When I am home one of my favorite activities is going to the Cherry Creek Farmer’s Market on Saturday mornings. Being home for just a week, I only had yesterday to do it! I dragged the parents out of the house to make it down there before everything was gone and it was just how I remembered it: tents aplenty offering sweet and savory treats, fresh produce, and other products like woven bags and hats! With my stomach rumbling, I stopped by the Denver Biscuit Co. Bus for a biscuit with bacon and grape jelly! Yes it may sound a bit odd but coupled with their sweet potato wedges… I was in heaven.

That’s all irrelevant to what came later in the day. My mom took to the produce stand and stocked up on all sorts of vegetables from onions to squash and picked up some farm fresh eggs on the way out! We took it home and the rest of the day was spent in the kitchen preparing some amazing meals. First, we started with tortilla espanola. This time last year I was gearing up to head to Spain to study abroad. Since I can’t go there this year, we decided to bring Spain to us through food. We began with chopping up potatoes and frying them with Spanish olive oil courtesy of Trader Joes. Then it was time to whisk together our farm fresh eggs! I’ve never used or ate eggs from the farmer’s market before and could definitely tell a difference in the shell while I was cracking them. Nothing makes me prouder than buying Colorado fresh!Once the potatoes were done, we also fried onions and added green chiles to the mix. Although in Spain you don’t find much spice, my mom insisted we add green chile to our tortilla. Although I let her know we were straying from the real Spanish way, she reminded me that we were still Mexican and thus, must add the chiles. Wanting to avoid an argument, I went along with it…

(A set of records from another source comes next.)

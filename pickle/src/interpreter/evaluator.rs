use crate::env::Environment;
use crate::error::{EvalError, EvalResult};
use crate::interpreter::BinaryEval;
use crate::op::{BinOp, Operation};
use crate::program::{BasicBlock, Program};
use crate::value::{Argument, Binding};
use std::fmt;
use tracing::{debug, info};

/// Position of an operation inside a program.
#[derive(Debug, Clone, Copy, PartialEq, Eq)]
pub struct Location {
    pub block: usize,
    pub op: usize,
}

impl fmt::Display for Location {
    fn fmt(&self, f: &mut fmt::Formatter<'_>) -> fmt::Result {
        write!(f, "block {}, op {}", self.block, self.op)
    }
}

/// Drives the evaluation of programs.
///
/// The evaluator itself holds no execution state: the environment is threaded
/// through every call, so the same evaluator can run any number of programs.
#[derive(Debug, Clone, Default)]
pub struct Evaluator {
    trace: bool,
}

impl Evaluator {
    pub fn new() -> Self {
        Self::default()
    }

    /// Log every intermediate environment at `info` level instead of `debug`.
    pub fn with_trace(mut self, trace: bool) -> Self {
        self.trace = trace;
        self
    }

    /// Evaluates a single operation against `env`.
    ///
    /// # Returns
    /// * `Ok(Environment)` - The environment after the operation
    /// * `Err(EvalError)` - If an operand cannot be resolved or combined
    pub fn eval_op(&self, op: &Operation, env: &Environment) -> EvalResult<Environment> {
        debug!("Executing operation: {}", op);

        match op {
            Operation::Assign { lhs, rhs } => {
                let value = env.resolve(rhs)?;
                Ok(env.extend(lhs.clone(), value))
            }
            Operation::Add { ret, lhs, rhs } => self.eval_binary(BinOp::Add, ret, lhs, rhs, env),
            Operation::Mul { ret, lhs, rhs } => self.eval_binary(BinOp::Mul, ret, lhs, rhs, env),
            Operation::Call { ret, callable, .. } => {
                // TODO: define how a call binds its arguments and writes `ret`.
                debug!("Call to `{}` is not evaluated, `{}` left unbound", callable, ret);
                Ok(env.clone())
            }
        }
    }

    fn eval_binary(
        &self,
        op: BinOp,
        ret: &Binding,
        lhs: &Argument,
        rhs: &Argument,
        env: &Environment,
    ) -> EvalResult<Environment> {
        let lhs = env.resolve(lhs)?;
        let rhs = env.resolve(rhs)?;
        let value = op.eval(lhs, rhs)?;
        Ok(env.extend(ret.clone(), value))
    }

    /// Evaluates every operation of a block in order.
    ///
    /// Stops at the first failing operation.
    pub fn eval_block(&self, block: &BasicBlock, env: Environment) -> EvalResult<Environment> {
        block.iter().try_fold(env, |env, op| {
            let next = self.eval_op(op, &env)?;
            self.dump(&next);
            Ok(next)
        })
    }

    /// Evaluates a program starting from `env`.
    pub fn run(&self, program: &Program, env: Environment) -> EvalResult<Environment> {
        info!("Starting evaluation of {} block(s)", program.len());

        let result = program
            .iter()
            .enumerate()
            .try_fold(env, |env, (idx, block)| {
                debug!("Executing block {}", idx);
                self.eval_block(block, env)
            })?;

        info!("Evaluation completed with {} binding(s)", result.len());
        Ok(result)
    }

    /// Evaluates a program and keeps every intermediate environment.
    ///
    /// Unlike [`Evaluator::run`], a failure does not discard the environments
    /// produced before it.
    pub fn run_with_history(&self, program: &Program, env: Environment) -> Run {
        let mut run = Run {
            initial: env,
            steps: Vec::new(),
            failure: None,
        };

        for (block_idx, block) in program.iter().enumerate() {
            debug!("Executing block {}", block_idx);
            for (op_idx, op) in block.iter().enumerate() {
                match self.eval_op(op, run.last_good()) {
                    Ok(next) => {
                        self.dump(&next);
                        run.steps.push(next);
                    }
                    Err(err) => {
                        let location = Location {
                            block: block_idx,
                            op: op_idx,
                        };
                        info!("Evaluation failed at {}: {}", location, err);
                        run.failure = Some((location, err));
                        return run;
                    }
                }
            }
        }
        run
    }

    fn dump(&self, env: &Environment) {
        if self.trace {
            info!("{}", env);
        } else {
            debug!("{}", env);
        }
    }
}

/// Record of a program evaluation.
#[derive(Debug, Clone)]
pub struct Run {
    initial: Environment,
    steps: Vec<Environment>,
    failure: Option<(Location, EvalError)>,
}

impl Run {
    /// Every environment of the run, starting with the initial one.
    pub fn history(&self) -> impl Iterator<Item = &Environment> {
        std::iter::once(&self.initial).chain(self.steps.iter())
    }

    /// Number of operations that completed successfully.
    pub fn steps(&self) -> usize {
        self.steps.len()
    }

    /// The environment produced by the last successful operation.
    pub fn last_good(&self) -> &Environment {
        self.steps.last().unwrap_or(&self.initial)
    }

    pub fn error(&self) -> Option<&EvalError> {
        self.failure.as_ref().map(|(_, err)| err)
    }

    pub fn failed_at(&self) -> Option<Location> {
        self.failure.as_ref().map(|(location, _)| *location)
    }

    pub fn is_success(&self) -> bool {
        self.failure.is_none()
    }

    pub fn into_result(self) -> EvalResult<Environment> {
        match self.failure {
            Some((_, err)) => Err(err),
            None => Ok(self.steps.into_iter().last().unwrap_or(self.initial)),
        }
    }
}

Next, we added the cooked potatoes, chiles, and onions to the egg mixture and it all went into the skillet! Once the egg set along the edges, it was time to flip it over and let it finish cooking on the other side. When all is said and done, it turned out just like I remember from Spain.To accompany our tortilla, we settled on preparing pisto. It’s like a Spanish version of ratatouille. We diced onions, green and peppers, zuchinni, and squash for our version. I convinced my mom to not add green chiles to this recipe.After adding some crushed tomatoes to the softened vegetables and letting it all simmer for about 40 minutes, we were good to go!Along the way, I sliced up some of the sweetest cantaloupe I have ever tasted.And of course, we had to make some salsa!Even though I was stuffed from eating while I cooked there was still dinner to be had. We took it to the outside patio. My dad bought his favorite Spanish wine and we relaxed while enjoying our amazing meal in the Colorado outdoors. Bliss.